Jak informuje "Dziennik Polski", fragment zakopianki zalała rzeka Raba. Droga na wysokości Głogoczowa jest nieprzejezdna. Na jezdni jest ponad pół metra wody, nie widać nawet barierek oddzielających jezdnie - podawało ok. 7:30 radio RMF FM. Po godz. 9, jak podaje TVN24, ruch został przywrócony.
W samym Głogoczowie strażacy ewakuowali trzy osoby. Młodszy brygadier Sebastian Woźniak z Komendy Wojewódzkiej Państwowej Straży Pożarnej w Krakowie powiedział, że kolejne osoby będą ewakuowane na własną prośbę.
Po nocnej nawałnicy trudna sytuacja jest w Myślenicach. W Urzędzie Miasta i Gminy Myślenice zebrał się zespół zarządzania kryzysowego, o czym poinformował burmistrz Jarosław Szlachetka. Służby ewakuują mieszkańców zalanych domów.
W Radziszowie z kolei wylała rzeka Skawinka.

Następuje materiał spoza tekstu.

//! # DOS Console
//!
//! Text output through DOS character output (INT 21h, AH=02h), issued
//! via the real-mode bridge, plus a `log` backend writing to it.

use core::fmt::{self, Write};
use core::sync::atomic::{AtomicBool, Ordering};
use log::{LevelFilter, Log, Metadata, Record};
use smartdos_hal::bridge::{RealModeBridge, RealModeRegisters};
use smartdos_hal::HalResult;
use spin::{Mutex, Once};

/// DOS services interrupt
pub const DOS_SERVICES: u8 = 0x21;

/// INT 21h function: write character in DL
const DOS_WRITE_CHAR: u8 = 0x02;

/// INT 21h function: terminate with return code in AL
const DOS_TERMINATE: u8 = 0x4C;

/// Console writing through DOS
#[derive(Debug)]
pub struct DosConsole<B> {
    bridge: B,
}

impl<B: RealModeBridge> DosConsole<B> {
    /// Create a console over `bridge`
    pub const fn new(bridge: B) -> Self {
        Self { bridge }
    }

    /// Write one byte
    pub fn put_byte(&self, byte: u8) -> HalResult<()> {
        let mut regs = RealModeRegisters::new();
        regs.set_ah(DOS_WRITE_CHAR);
        regs.set_dl(byte);
        self.bridge.simulate_interrupt(DOS_SERVICES, &regs)?;
        Ok(())
    }

    /// End the program with `code`
    ///
    /// Only returns if the host refuses the call.
    pub fn terminate(&self, code: u8) -> HalResult<()> {
        let mut regs = RealModeRegisters::new();
        regs.set_ah(DOS_TERMINATE);
        regs.set_al(code);
        self.bridge.simulate_interrupt(DOS_SERVICES, &regs)?;
        Ok(())
    }
}

impl<B: RealModeBridge> Write for DosConsole<B> {
    fn write_str(&mut self, s: &str) -> fmt::Result {
        for byte in s.bytes() {
            if byte == b'\n' {
                self.put_byte(b'\r').map_err(|_| fmt::Error)?;
            }
            self.put_byte(byte).map_err(|_| fmt::Error)?;
        }
        Ok(())
    }
}

/// Bridge shared by the logger
pub type SharedBridge = &'static (dyn RealModeBridge + Sync);

/// Most verbose level the console accepts
///
/// The bridge traces every interrupt it issues, and each console character
/// is one interrupt.
pub const MAX_CONSOLE_LEVEL: LevelFilter = LevelFilter::Debug;

/// `log` backend writing to the DOS console
///
/// Records emitted while a record is being written are dropped, and the
/// level never goes past [`MAX_CONSOLE_LEVEL`].
pub struct ConsoleLogger {
    bridge: Once<SharedBridge>,
    level: Mutex<LevelFilter>,
    busy: AtomicBool,
    installed: AtomicBool,
}

impl ConsoleLogger {
    /// Create a logger with nowhere to write yet
    pub const fn new() -> Self {
        Self {
            bridge: Once::new(),
            level: Mutex::new(LevelFilter::Warn),
            busy: AtomicBool::new(false),
            installed: AtomicBool::new(false),
        }
    }

    /// Give the logger its bridge; later calls are ignored
    pub fn attach(&self, bridge: SharedBridge) {
        self.bridge.call_once(|| bridge);
    }

    /// Change the level filter, capped at [`MAX_CONSOLE_LEVEL`]
    ///
    /// Once installed, the global maximum level follows.
    pub fn set_level(&self, level: LevelFilter) {
        let level = level.min(MAX_CONSOLE_LEVEL);
        *self.level.lock() = level;
        if self.installed.load(Ordering::Acquire) {
            log::set_max_level(level);
        }
    }

    /// Current level filter
    pub fn level(&self) -> LevelFilter {
        *self.level.lock()
    }

    /// Install as the global logger
    pub fn install(&'static self, level: LevelFilter) -> Result<(), log::SetLoggerError> {
        log::set_logger(self)?;
        self.installed.store(true, Ordering::Release);
        self.set_level(level);
        Ok(())
    }
}

impl Default for ConsoleLogger {
    fn default() -> Self {
        Self::new()
    }
}

impl fmt::Debug for ConsoleLogger {
    fn fmt(&self, f: &mut fmt::Formatter<'_>) -> fmt::Result {
        f.debug_struct("ConsoleLogger")
            .field("attached", &self.bridge.is_completed())
            .field("level", &*self.level.lock())
            .finish()
    }
}

impl Log for ConsoleLogger {
    fn enabled(&self, metadata: &Metadata<'_>) -> bool {
        metadata.level() <= *self.level.lock()
    }

    fn log(&self, record: &Record<'_>) {
        if !self.enabled(record.metadata()) {
            return;
        }
        let Some(&bridge) = self.bridge.get() else {
            return;
        };
        if self.busy.swap(true, Ordering::Acquire) {
            return;
        }

        let mut console = DosConsole::new(bridge);
        let _ = writeln!(
            console,
            "[{:<5}] {}: {}",
            record.level(),
            record.target(),
            record.args()
        );

        self.busy.store(false, Ordering::Release);
    }

    fn flush(&self) {}
}
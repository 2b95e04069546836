//! # SmartDOS SMART Subsystem
//!
//! The SMART subsystem provides:
//! - The drive-wide health status
//! - The critical attribute set and well-known attribute names
//! - The evaluator that scans an attribute table
//! - The plain-text report
//!
//! ## Key Principle
//!
//! Evaluation only reads the attribute table and raises the status. It
//! never talks to the controller; acquisition happens before, in the
//! caller.

#![no_std]
#![warn(missing_docs)]

pub mod attributes;
pub mod evaluator;
pub mod report;
pub mod status;

use smartdos_storage::AttributeTable;

pub use attributes::{is_critical, known_attribute_name, CRITICAL_ATTRIBUTES};
pub use evaluator::{evaluate, Evaluation};
pub use report::{write_report, HEADER};
pub use status::{status_label, DriveStatus};

/// SMART data of one drive plus its aggregate status
#[derive(Debug, Clone, Default)]
pub struct SmartState {
    /// Attribute slots
    pub table: AttributeTable,
    /// Aggregate drive status
    pub status: DriveStatus,
}

impl SmartState {
    /// Create an empty state with status perfect
    pub const fn new() -> Self {
        Self {
            table: AttributeTable::new(),
            status: DriveStatus::Perfect,
        }
    }

    /// Clear every slot and return the status to perfect
    pub fn reset(&mut self) {
        self.table.clear();
        self.status = DriveStatus::Perfect;
    }
}
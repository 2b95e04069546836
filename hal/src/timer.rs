//! # Cycle Timer Calibration
//!
//! The processor's free-running cycle counter is only useful once its rate
//! is known. The [`Calibrator`] measures how many cycles elapse across a
//! known real-time delay and keeps the result for later conversions.
//!
//! Calibration has no failure mode: a missing counter or a failed delay
//! leaves the calibration at 0, and every conversion treats 0 as "unknown".

use crate::bridge::{RealModeBridge, RealModeRegisters};
use crate::{HalError, HalResult};

/// BIOS system services interrupt
pub const BIOS_SYSTEM_SERVICES: u8 = 0x15;

/// INT 15h function: wait for CX:DX microseconds
const BIOS_WAIT: u8 = 0x86;

/// Free-running cycle counter
pub trait CycleCounter {
    /// Read the current cycle count
    fn read(&self) -> u64;

    /// Whether the counter exists on this processor
    fn is_available(&self) -> bool {
        true
    }
}

/// Real-time delay source
pub trait Delay {
    /// Block for `ms` milliseconds
    fn delay_ms(&self, ms: u32) -> HalResult<()>;
}

/// Cycle counter calibration
#[derive(Debug, Clone)]
pub struct Calibrator {
    interval_ms: u32,
    cycles: u64,
}

impl Calibrator {
    /// Default reference interval: 1ms
    pub const DEFAULT_INTERVAL_MS: u32 = 1;

    /// Create an uncalibrated calibrator with the given reference interval
    pub const fn new(interval_ms: u32) -> Self {
        Self {
            interval_ms,
            cycles: 0,
        }
    }

    /// Measure the counter across one reference interval
    ///
    /// Returns the number of cycles counted, which is also kept for
    /// [`Self::cycles_per_interval`]. Returns 0 when the measurement is
    /// impossible.
    pub fn calibrate<C, D>(&mut self, counter: &C, delay: &D) -> u64
    where
        C: CycleCounter + ?Sized,
        D: Delay + ?Sized,
    {
        self.cycles = 0;

        if !counter.is_available() {
            log::warn!("Cycle counter unavailable, timer left uncalibrated");
            return 0;
        }

        let start = counter.read();
        if let Err(err) = delay.delay_ms(self.interval_ms) {
            log::warn!("Calibration delay failed: {}", err);
            return 0;
        }
        let stop = counter.read();

        self.cycles = stop.wrapping_sub(start);
        log::info!(
            "Timer calibrated: {} cycles per {}ms",
            self.cycles,
            self.interval_ms
        );
        self.cycles
    }

    /// Last calibrated value (0 if never calibrated or degraded)
    #[inline]
    pub fn cycles_per_interval(&self) -> u64 {
        self.cycles
    }

    /// Reference interval in milliseconds
    #[inline]
    pub fn interval_ms(&self) -> u32 {
        self.interval_ms
    }

    /// Whether a usable calibration exists
    #[inline]
    pub fn is_calibrated(&self) -> bool {
        self.cycles != 0
    }

    /// Convert a cycle count to microseconds, saturating at `u64::MAX`
    pub fn cycles_to_us(&self, cycles: u64) -> u64 {
        if self.cycles == 0 {
            return 0;
        }
        let interval_us = u128::from(self.interval_ms) * 1000;
        u64::try_from(u128::from(cycles) * interval_us / u128::from(self.cycles))
            .unwrap_or(u64::MAX)
    }
}

impl Default for Calibrator {
    fn default() -> Self {
        Self::new(Self::DEFAULT_INTERVAL_MS)
    }
}

/// Delay through the BIOS wait service (INT 15h, AH=86h)
#[derive(Debug)]
pub struct BiosDelay<B> {
    bridge: B,
}

impl<B: RealModeBridge> BiosDelay<B> {
    /// Create a delay source over `bridge`
    pub const fn new(bridge: B) -> Self {
        Self { bridge }
    }
}

impl<B: RealModeBridge> Delay for BiosDelay<B> {
    fn delay_ms(&self, ms: u32) -> HalResult<()> {
        let us = ms.saturating_mul(1000);

        let mut regs = RealModeRegisters::new();
        regs.set_ah(BIOS_WAIT);
        regs.set_cx((us >> 16) as u16);
        regs.set_dx(us as u16);

        let out = self.bridge.simulate_interrupt(BIOS_SYSTEM_SERVICES, &regs)?;
        if out.carry() {
            // BIOS without the wait service
            return Err(HalError::NotSupported);
        }
        Ok(())
    }
}

#[cfg(test)]
mod tests {
    use super::*;
    use crate::arch_stubs::{StubBridge, StubCycleCounter, StubDelay};
    use crate::bridge::CpuFlags;

    #[test]
    fn test_calibrate_measures_interval() {
        let counter = StubCycleCounter::new(1000, 2_400_000);
        let delay = StubDelay::new();
        let mut calibrator = Calibrator::default();

        assert_eq!(calibrator.calibrate(&counter, &delay), 2_400_000);
        assert_eq!(delay.calls(), 1);
        assert_eq!(delay.last_ms(), Calibrator::DEFAULT_INTERVAL_MS);
        assert_eq!(calibrator.cycles_per_interval(), 2_400_000);
        assert!(calibrator.is_calibrated());
    }

    #[test]
    fn test_accessor_does_not_remeasure() {
        let counter = StubCycleCounter::new(0, 500);
        let delay = StubDelay::new();
        let mut calibrator = Calibrator::new(10);
        calibrator.calibrate(&counter, &delay);
        let reads = counter.reads();

        assert_eq!(calibrator.cycles_per_interval(), 500);
        assert_eq!(calibrator.cycles_per_interval(), 500);
        assert_eq!(counter.reads(), reads);
    }

    #[test]
    fn test_unavailable_counter_degrades_to_zero() {
        let counter = StubCycleCounter::unavailable();
        let delay = StubDelay::new();
        let mut calibrator = Calibrator::default();

        assert_eq!(calibrator.calibrate(&counter, &delay), 0);
        assert!(!calibrator.is_calibrated());
        assert_eq!(calibrator.cycles_to_us(123_456), 0);
        assert_eq!(delay.calls(), 0);
    }

    #[test]
    fn test_failed_delay_degrades_to_zero() {
        let counter = StubCycleCounter::new(0, 500);
        let delay = StubDelay::failing();
        let mut calibrator = Calibrator::default();
        assert_eq!(calibrator.calibrate(&counter, &delay), 0);
    }

    #[test]
    fn test_cycles_to_us() {
        let counter = StubCycleCounter::new(0, 3_000_000);
        let mut calibrator = Calibrator::new(1);
        calibrator.calibrate(&counter, &StubDelay::new());

        // 3 GHz: 3000 cycles per microsecond
        assert_eq!(calibrator.cycles_to_us(3_000), 1);
        assert_eq!(calibrator.cycles_to_us(3_000_000), 1_000);
        assert_eq!(calibrator.cycles_to_us(u64::MAX), u64::MAX / 3_000);
    }

    #[test]
    fn test_cycles_to_us_saturates() {
        // One cycle per second
        let counter = StubCycleCounter::new(0, 1);
        let mut calibrator = Calibrator::new(1000);
        assert_eq!(calibrator.calibrate(&counter, &StubDelay::new()), 1);

        assert_eq!(calibrator.cycles_to_us(5), 5_000_000);
        assert_eq!(calibrator.cycles_to_us(u64::MAX), u64::MAX);
        assert_eq!(calibrator.cycles_to_us(u64::MAX / 1_000_000 + 1), u64::MAX);
    }

    #[test]
    fn test_bios_delay_registers() {
        let bridge = StubBridge::new();
        let delay = BiosDelay::new(&bridge);
        assert_eq!(delay.delay_ms(70), Ok(()));

        let (vector, regs) = bridge.last_interrupt().expect("interrupt issued");
        assert_eq!(vector, BIOS_SYSTEM_SERVICES);
        assert_eq!(regs.ah(), 0x86);
        // 70_000us = 0x0001_1170
        assert_eq!(regs.cx(), 0x0001);
        assert_eq!(regs.dx(), 0x1170);
    }

    #[test]
    fn test_bios_delay_carry_is_unsupported() {
        fn no_wait_service(_vector: u8, regs: &mut RealModeRegisters) -> bool {
            regs.flags = CpuFlags::CARRY.bits();
            true
        }

        let bridge = StubBridge::new().with_handler(no_wait_service);
        let delay = BiosDelay::new(&bridge);
        assert_eq!(delay.delay_ms(1), Err(HalError::NotSupported));
    }

    #[test]
    fn test_bios_delay_host_failure() {
        fn host_refuses(_vector: u8, _regs: &mut RealModeRegisters) -> bool {
            false
        }

        let bridge = StubBridge::new().with_handler(host_refuses);
        let delay = BiosDelay::new(&bridge);
        assert_eq!(
            delay.delay_ms(1),
            Err(HalError::InterruptFailed { vector: BIOS_SYSTEM_SERVICES })
        );
    }
}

Instytut Meteorologii i Gospodarki Wodnej informuje o zalanych posesjach i nieprzejezdnych drogach.
"W związku z opadami jakie były do godziny 6.00 na terenie powiatu myślenickiego i usuwaniem skutków chwilowo autobusy kursują przez "Bęczarkę i Krzywaczkę". Nie jesteśmy w stanie przewidzieć jak długo to potrwa albowiem wody na trasie zastępczej również przybywa; może się okazać, iż również ona zostanie zamknięta do odwołania jak w Głogoczowie" - podała w komunikacie małopolska PKS.
Strażacy podają, że prewencyjnie ewakuowano trzy obozowiska harcerskie w powiatach nowotarskim, myślenickim oraz suskim. Harcerze znaleźli schronienie w lokalnych jednostkach ochotniczej straży pożarnej. Brygadier Woźniak podkreślił, że ewakuację przeprowadzono prewencyjnie, aby zapewnić harcerzom bezpieczeństwo w trakcie trudnych warunków pogodowych. W dwóch przypadkach harcerze sami opuścili obozy, w jednym obozie pomagali im strażacy.
Po wczorajszych burzach małopolscy strażacy interweniowali w sumie 360 razy. Najwięcej w powiatach: myślenickim, krakowskim i proszowickim.
Nawałnice spowodowały szkody nie tylko w Małopolsce. W Słupnie koło Płocka ma zebrać się sztab kryzysowy. "Miejscowość Szeligi jest odcięta od świata, bo rzeka Słupianka zerwała 2 mosty. Na miejscu pracują strażacy" - podaje Radio ZET.
Z powodu burz strażacy w całym kraju interweniowali wczoraj ponad 1,5 tysiąca razy, ewakuowano 12 obozów harcerskich. Taką informację przekazał Informacyjnej Agencji Radiowej brygadier Krzysztof Batorski z Komendy Głównej Państwowej Straży Pożarnej. Najwięcej interwencji odnotowano na Mazowszu - 389, w Małopolsce - 360, w Łódzkiem - 163, na Śląsku - 160 i w województwie warmińsko-mazurskim - 153. Jak powiedział brygadier Batorski, na szczęście w trakcie tych interwencji nie odnotowano, aby jakaś osoba odniosła obrażenia. Strażacy głównie usuwali powalone drzewa i wypompowywali wodę z zalanych piwnic.
W niedzielę IMGW zapowiada burze i grad. Ostrzeżenia dotyczą województw: śląskiego, małopolskiego, podkarpackiego, świętokrzyskiego, lubelskiego i podlaskiego.